How to build the digital garden

What you need

Good to have

Obsidian

You can download Obsidian for free. You do not need any kind of syncing but it is nice if you work across devices. I started off by simply putting my vaults in Dropbox and this worked perfectly but I didn't have mobile access. I have since switched to paying for Obsidian Sync since I want to support them.

Vaults

Alright, Obsidian uses the term Vault to describe a grouping of Obsidian configurations and markdown content. It is really just a folder or directory. It matters though because your Obsidian configurations are different in different vaults.

You will also want to pay attention to this because you will be publishing a SINGLE vault.
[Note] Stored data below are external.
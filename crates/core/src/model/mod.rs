mod ids;
mod question;
mod session;

pub use ids::{ParseIdError, QuestionId, SessionId, UserId};

pub use question::{Category, Difficulty, Question, QuestionError};
pub use session::{
    ConfidenceRating, PracticeSession, QualityRating, RatingError, SelfAssessment, SessionError,
};
use chrono::{DateTime, Duration, FixedOffset, Local, NaiveDate, Offset, Utc};

/// A simple clock abstraction for deterministic time in services and tests.
#[derive(Debug, Clone, Copy, Default)]
pub enum Clock {
    #[default]
    Default,
    Fixed(DateTime<Utc>),
}

impl Clock {
    /// Returns a clock that uses the current system time.
    #[must_use]
    pub fn default_clock() -> Self {
        Self::Default
    }

    /// Returns a clock fixed at the given timestamp.
    #[must_use]
    pub fn fixed(at: DateTime<Utc>) -> Self {
        Self::Fixed(at)
    }

    /// Returns the current time according to the clock.
    #[must_use]
    pub fn now(&self) -> DateTime<Utc> {
        match self {
            Clock::Default => Utc::now(),
            Clock::Fixed(t) => *t,
        }
    }

    /// If this is a fixed clock, advance it by the given duration.
    ///
    /// Has no effect on `Clock::Default`.
    pub fn advance(&mut self, delta: Duration) {
        if let Clock::Fixed(t) = self {
            *t += delta;
        }
    }
}

/// Rule for turning a timestamp into the calendar day a user practised on.
///
/// `Local` follows the executing machine's time zone; `Offset` pins a fixed
/// UTC offset so results do not depend on where the code runs.
#[derive(Debug, Clone, Copy, PartialEq, Eq, Default)]
pub enum PracticeCalendar {
    #[default]
    Local,
    Offset(FixedOffset),
}

impl PracticeCalendar {
    /// Calendar pinned to UTC.
    #[must_use]
    pub fn utc() -> Self {
        Self::Offset(Utc.fix())
    }

    /// Calendar pinned to a whole-minute offset east of UTC.
    ///
    /// Returns `None` if the offset is out of range (more than 24h).
    #[must_use]
    pub fn from_offset_minutes(minutes: i32) -> Option<Self> {
        minutes
            .checked_mul(60)
            .and_then(FixedOffset::east_opt)
            .map(Self::Offset)
    }

    /// Calendar date of `at` under this rule.
    #[must_use]
    pub fn day_of(&self, at: DateTime<Utc>) -> NaiveDate {
        match self {
            Self::Local => at.with_timezone(&Local).date_naive(),
            Self::Offset(offset) => at.with_timezone(offset).date_naive(),
        }
    }
}

/// Deterministic timestamp for tests and examples (2023-11-14T22:13:20Z).
pub const FIXED_TEST_TIMESTAMP: i64 = 1_700_000_000;

/// Returns a deterministic `DateTime<Utc>` for tests and doc examples.
///
/// # Panics
///
/// Panics if the fixed timestamp cannot be represented.
#[must_use]
pub fn fixed_now() -> DateTime<Utc> {
    DateTime::<Utc>::from_timestamp(FIXED_TEST_TIMESTAMP, 0)
        .expect("fixed timestamp should be valid")
}

/// Returns a `Clock` fixed at the deterministic test timestamp.
#[must_use]
pub fn fixed_clock() -> Clock {
    Clock::fixed(fixed_now())
}

#[cfg(test)]
mod tests {
    use super::*;

    #[test]
    fn fixed_clock_advances() {
        let mut clock = fixed_clock();
        clock.advance(Duration::days(1));
        assert_eq!(clock.now(), fixed_now() + Duration::days(1));
    }

    #[test]
    fn offset_calendar_shifts_day_boundary() {
        // 2023-11-14T22:13:20Z is already the 15th two hours east of UTC.
        let east = PracticeCalendar::from_offset_minutes(120).unwrap();
        let west = PracticeCalendar::from_offset_minutes(-300).unwrap();

        assert_eq!(
            PracticeCalendar::utc().day_of(fixed_now()),
            NaiveDate::from_ymd_opt(2023, 11, 14).unwrap()
        );
        assert_eq!(
            east.day_of(fixed_now()),
            NaiveDate::from_ymd_opt(2023, 11, 15).unwrap()
        );
        assert_eq!(
            west.day_of(fixed_now()),
            NaiveDate::from_ymd_opt(2023, 11, 14).unwrap()
        );
    }

    #[test]
    fn out_of_range_offset_is_rejected() {
        assert!(PracticeCalendar::from_offset_minutes(25 * 60).is_none());
    }
}
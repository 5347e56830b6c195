use std::collections::HashMap;

use serde::Serialize;

use crate::model::{Category, PracticeSession, Question, QuestionId};

/// Per-category practice progress. Derived, never persisted.
#[derive(Debug, Clone, PartialEq, Serialize)]
#[serde(rename_all = "camelCase")]
pub struct CategoryStat {
    pub category: Category,
    pub sessions_completed: u32,
    pub total_questions: u32,
    /// Mean self-rated confidence, one decimal place; `0.0` when nothing matched.
    pub avg_confidence: f64,
    /// Completed sessions as a percentage of the category's questions, capped at 100.
    pub progress: f64,
}

impl CategoryStat {
    #[must_use]
    pub fn is_started(&self) -> bool {
        self.sessions_completed > 0
    }
}

/// Rounds to one decimal place, half away from zero.
///
/// Ties are decided on the binary value, so `2.25` becomes `2.3`.
pub(crate) fn round_one_decimal(value: f64) -> f64 {
    (value * 10.0).round() / 10.0
}

/// Progress for every known category, in the fixed category order.
///
/// Only completed sessions count. A session belongs to the category of the
/// question it references; sessions pointing at unknown questions, or at
/// questions outside the known categories, count nowhere.
#[must_use]
pub fn category_stats(questions: &[Question], sessions: &[PracticeSession]) -> Vec<CategoryStat> {
    let by_id: HashMap<&QuestionId, &Category> =
        questions.iter().map(|q| (q.id(), q.category())).collect();

    Category::KNOWN
        .into_iter()
        .map(|category| {
            let total_questions = questions
                .iter()
                .filter(|q| *q.category() == category)
                .count();

            let mut sessions_completed = 0_u32;
            let mut confidence_sum = 0_u32;
            for session in sessions.iter().filter(|s| s.is_completed()) {
                if by_id.get(session.question_id()) == Some(&&category) {
                    sessions_completed = sessions_completed.saturating_add(1);
                    confidence_sum = confidence_sum.saturating_add(session.confidence_score());
                }
            }

            let avg_confidence = if sessions_completed == 0 {
                0.0
            } else {
                round_one_decimal(f64::from(confidence_sum) / f64::from(sessions_completed))
            };

            let total_questions = u32::try_from(total_questions).unwrap_or(u32::MAX);
            let progress = if total_questions == 0 {
                0.0
            } else {
                (f64::from(sessions_completed) / f64::from(total_questions) * 100.0).min(100.0)
            };

            CategoryStat {
                category,
                sessions_completed,
                total_questions,
                avg_confidence,
                progress,
            }
        })
        .collect()
}
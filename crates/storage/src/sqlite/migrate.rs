use chrono::Utc;
use sqlx::SqlitePool;

use super::SqliteInitError;

/// Runs the versioned migrations for the current schema.
///
/// Version 1 creates the question bank, practice sessions and their indexes.
pub async fn run_migrations(pool: &SqlitePool) -> Result<(), SqliteInitError> {
    async fn is_applied(pool: &SqlitePool, version: i64) -> Result<bool, sqlx::Error> {
        let row = sqlx::query("SELECT 1 FROM schema_migrations WHERE version = ?1")
            .bind(version)
            .fetch_optional(pool)
            .await?;
        Ok(row.is_some())
    }

    sqlx::query(
        r"
            CREATE TABLE IF NOT EXISTS schema_migrations (
                version INTEGER PRIMARY KEY,
                applied_at TEXT NOT NULL
            );
            ",
    )
    .execute(pool)
    .await?;

    if !is_applied(pool, 1).await? {
        let mut tx = pool.begin().await?;

        sqlx::query(
            r"
                CREATE TABLE IF NOT EXISTS questions (
                    id TEXT PRIMARY KEY,
                    category TEXT NOT NULL,
                    text TEXT NOT NULL,
                    difficulty TEXT NOT NULL,
                    context TEXT
                );
            ",
        )
        .execute(&mut *tx)
        .await?;

        // question_id is not a foreign key: sessions synced from the backend
        // may reference questions this database has never seen.
        sqlx::query(
            r"
                CREATE TABLE IF NOT EXISTS practice_sessions (
                    id TEXT PRIMARY KEY,
                    user_id TEXT NOT NULL,
                    question_id TEXT NOT NULL,
                    confidence INTEGER CHECK (confidence IS NULL OR confidence BETWEEN 1 AND 5),
                    quality INTEGER CHECK (quality IS NULL OR quality BETWEEN 1 AND 5),
                    notes TEXT,
                    duration_secs INTEGER NOT NULL CHECK (duration_secs >= 0),
                    created_at TEXT NOT NULL,
                    completed_at TEXT
                );
            ",
        )
        .execute(&mut *tx)
        .await?;

        sqlx::query(
            r"
                CREATE INDEX IF NOT EXISTS idx_practice_sessions_user_created
                    ON practice_sessions (user_id, created_at);
            ",
        )
        .execute(&mut *tx)
        .await?;

        sqlx::query(
            r"
                CREATE INDEX IF NOT EXISTS idx_questions_category
                    ON questions (category);
            ",
        )
        .execute(&mut *tx)
        .await?;

        sqlx::query(
            r"
                INSERT INTO schema_migrations (version, applied_at)
                VALUES (?1, ?2)
                ON CONFLICT(version) DO NOTHING
            ",
        )
        .bind(1_i64)
        .bind(Utc::now())
        .execute(&mut *tx)
        .await?;

        tx.commit().await?;
    }

    Ok(())
}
Each vault is its own garden with its own url.

I have an RPG vault that I publish to games.ryanlatta.com and my main vault that I publish to ryanlatta.com. They are, for all purposes, completely set up projects.

With that in mind, create a vault.

Plugins

The main plugin is the digital-garden plugin. You need to enable community plugins in Obsidian, then search for digital-garden and blamo, you got it.

The plugin has a bunch of options, but thats for later.

How it works

The digital garden plugin looks for file changes in your vault then makes API requests to github to publish your changes.

In other words, this plugin acts like it is committing code but it is really publishing content and configuration using API based github access.

Github

Accounts are free. Get one!

Setup

1. Create the template repository

Secretly your garden is a code project. Now, you'll want to go to this link in github. This is the underlying code project that is your website. In the upper right click the use template button to create a repository that is based on this one.

Or click this link to do it.

2. Set up Obsidian

Download Obsidian, create a vault if you don't have one. Then download the Digital Garden plugin.

3. Create PAT for Access

A bit technical but back in github you'll want to go to your developer settings to create a fine-grained access token.

It's here by the way.

Create a PAT using these instructions. I messed this up twice. It isn't a big deal though.

You'll take the PAT and paste it into the Digital Garden plugin configuration for the Github Access token.

4. Set up Netlify

Create a free netlify account then you'll start a project using an existing github project. Point it to your repository you created.

That is literally it.

5. Test

Alright, to publish a page it needs front matter with a property that looks like this:

dg-publish: true

Add that to something you'd like to publish. Hit Control/Command P to open the Command Pallete in Obsidian and type "Publish". You'll see something like Digital Garden: Publish Active Note.

Do that.

Now, back at netlify you'll be able to watch the deployment and get the internal url it uses to load the site and look.

If you have your page published, you're ready to move on to configuring and customizing. If not, see if netlify had any build errors. My mistake was not giving the PAT enough permissions so nothing would update.

Customizing

Digital gardens is far from perfect. Out of the box it doesn't add any meta fields for SEO. I turned Claude Code to this task. It added in the required fields and uses specific front-matter fields for things like description, images, etc. If you want SEO you'll need to do this.

You can, of course, cheat and use mine.

My configuration is goofy but it'll use the following front-matter properties:

For this to work there is an option in the Note Settings of the digital garden plugin. It is called Pass Front Matter Through. You'll need this enabled.

Now, in terms of styling the plugin itself shows many themes you can use. I, of course, turned this also over to claude code and after an hour of shouting at each other we were happy.

Tricks

Obsidian

I will recommend you install some plugins to make things more fun.

Digital Garden

Ok, there are a lot of configurations hidden around this plugin. You can...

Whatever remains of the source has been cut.